Machine Learning for Bayesian Inverse Problems
University Of Washington, Seattle WA
Investigators
Abstract
Artificial intelligence (AI) has had a profound impact in information technology and commerce to the degree of influencing societal transformation over the last decade. The remarkable success of AI has led to a torrent of research aiming to use AI to solve challenging problems in science and engineering. Despite the empirical success of these methods, our mathematical understanding of the underlying algorithms is limited and we do not fully understand why and how these algorithms perform so well, making their predictability less certain. The aim of this project is to address these shortcomings as they pertain to AI algorithms for a large family of engineering problems called "inverse problems", where an unknown parameter is predicted from indirect measurements, such as MRI imaging. The project will also involve outreach activities organized through the University of Washington such as the training and retention of young researchers including explicit plans to involve underrepresented groups in the STEM fields. Recent advances in Machine Learning (ML) have led to the development of novel techniques for the solution of inverse problems but our theoretical understanding of these methods is limited and the majority of them are incapable of uncertainty quantification.

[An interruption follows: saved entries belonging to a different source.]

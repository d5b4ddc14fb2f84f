//! Operator log: timestamped, marker-tagged lines on stderr.
//!
//! ```text
//! [2026-10-17 09:14:02] INFO  notes: 2 new commits upstream
//! [2026-10-17 09:14:02] INFO  notes:     4f1c2d9 fix typo in index
//! [2026-10-17 09:14:03] OK    notes: fast-forwarded to 4f1c2d9
//! [2026-10-17 09:14:05] FAIL  infra: diverged: local and upstream histories have diverged; ...
//! ```

use std::io::{self, Write};

use chrono::Local;
use colored::{ColoredString, Colorize};

use fleetsync_core::{Action, Mode, RepoState, RunSummary, SyncOutcome};
use fleetsync_sync::Reporter;

use crate::report::{failure_text, summary_table};

const BANNER_WIDTH: usize = 67;

/// Severity marker at the start of each log line.
#[derive(Debug, Clone, Copy, PartialEq, Eq)]
pub enum Mark {
    Info,
    Ok,
    Warn,
    Fail,
}

impl Mark {
    fn label(self) -> ColoredString {
        match self {
            Mark::Info => format!("{:<5}", "INFO").cyan(),
            Mark::Ok => format!("{:<5}", "OK").green().bold(),
            Mark::Warn => format!("{:<5}", "WARN").yellow().bold(),
            Mark::Fail => format!("{:<5}", "FAIL").red().bold(),
        }
    }
}

/// [`Reporter`] writing the human log to any sink, stderr in production.
pub struct ConsoleReporter<W: Write> {
    out: W,
}

impl ConsoleReporter<io::Stderr> {
    pub fn stderr() -> Self {
        Self::new(io::stderr())
    }
}

impl<W: Write> ConsoleReporter<W> {
    pub fn new(out: W) -> Self {
        Self { out }
    }

    #[cfg(test)]
    fn into_inner(self) -> W {
        self.out
    }

    fn line(&mut self, mark: Mark, name: Option<&str>, message: &str) {
        let stamp = Local::now().format("%Y-%m-%d %H:%M:%S");
        // A closed stderr is not worth aborting the run for.
        let _ = match name {
            Some(name) => writeln!(self.out, "[{stamp}] {} {name}: {message}", mark.label()),
            None => writeln!(self.out, "[{stamp}] {} {message}", mark.label()),
        };
    }

    fn banner(&mut self) {
        let _ = writeln!(self.out, "{}", "■".repeat(BANNER_WIDTH).bright_black());
    }
}

impl<W: Write> Reporter for ConsoleReporter<W> {
    fn run_started(&mut self, mode: Mode, total: usize) {
        self.banner();
        self.line(
            Mark::Info,
            None,
            &format!(
                "fleetsync v{} | mode: {mode} | {}",
                env!("CARGO_PKG_VERSION"),
                plural(total, "repository", "repositories"),
            ),
        );
        self.banner();
    }

    fn repo_finished(&mut self, outcome: &SyncOutcome, mode: Mode) {
        let name = outcome.repo.name.0.as_str();
        let (mark, message) = describe(outcome, mode);
        self.line(mark, Some(name), &message);

        if outcome.state == RepoState::RemoteAhead && outcome.error.is_none() {
            for commit in &outcome.pending {
                self.line(
                    Mark::Info,
                    Some(name),
                    &format!("    {} {}", commit.short_id, commit.subject),
                );
            }
            if outcome.behind > outcome.pending.len() {
                let rest = outcome.behind - outcome.pending.len();
                self.line(Mark::Info, Some(name), &format!("    ... and {rest} more"));
            }
        }
    }

    fn run_finished(&mut self, summary: &RunSummary, outcomes: &[SyncOutcome]) {
        let elapsed = (summary.finished_at - summary.started_at).num_milliseconds() as f64 / 1000.0;
        self.banner();
        if summary.succeeded() {
            self.line(
                Mark::Ok,
                None,
                &format!(
                    "{} in sync ({elapsed:.1}s)",
                    plural(summary.total, "repository", "repositories")
                ),
            );
        } else {
            self.line(
                Mark::Fail,
                None,
                &format!(
                    "{} of {} failed ({elapsed:.1}s)",
                    summary.failed,
                    plural(summary.total, "repository", "repositories")
                ),
            );
        }
        self.banner();
        if !outcomes.is_empty() {
            let _ = writeln!(self.out, "{}", summary_table(outcomes));
        }
    }
}

/// Marker and message for one finished repository.
pub fn describe(outcome: &SyncOutcome, mode: Mode) -> (Mark, String) {
    if let Some(kind) = outcome.error {
        return (Mark::Fail, failure_text(kind, outcome.detail.as_deref()));
    }

    match (outcome.state, outcome.action) {
        (RepoState::UpToDate, _) => (Mark::Ok, "already current".to_string()),
        (RepoState::LocalAhead, _) => (
            Mark::Warn,
            format!(
                "{} ahead of upstream (unpushed); left untouched",
                plural(outcome.ahead, "commit", "commits")
            ),
        ),
        (RepoState::RemoteAhead, Action::Pulled) => (
            Mark::Ok,
            format!(
                "fast-forwarded to {} ({})",
                short(outcome.local.as_deref().unwrap_or("?")),
                plural(outcome.behind, "commit", "commits")
            ),
        ),
        (RepoState::RemoteAhead, _) => {
            let behind = plural(outcome.behind, "new commit", "new commits");
            let message = match mode {
                Mode::DryRun => format!(
                    "[dry-run] would fast-forward to {} ({behind})",
                    short(outcome.upstream.as_deref().unwrap_or("?"))
                ),
                Mode::Status | Mode::Apply => format!("{behind} upstream"),
            };
            (Mark::Info, message)
        }
        (RepoState::Diverged, _) => (Mark::Fail, "histories have diverged".to_string()),
        (RepoState::Unknown, _) => (Mark::Fail, "state could not be determined".to_string()),
    }
}

fn short(id: &str) -> &str {
    id.get(..7).unwrap_or(id)
}

fn plural(n: usize, one: &str, many: &str) -> String {
    if n == 1 {
        format!("{n} {one}")
    } else {
        format!("{n} {many}")
    }
}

The purpose of this project is to address these shortcomings by developing foundational theory for ML methods for Bayesian inverse problems and to design novel computational techniques that enable ML methods to quantify uncertainties. A measure theoretic interpretation of BIPs will be employed in our theoretical analysis to address the questions of well-posedness, stability, and consistency. New computational techniques will be developed using Markov chain Monte Carlo algorithms, data-driven construction of prior information, and recent variational inference techniques based on generative modeling and optimal transport. This award reflects NSF's statutory mission and has been deemed worthy of support through evaluation using the Foundation's intellectual merit and broader impacts review criteria.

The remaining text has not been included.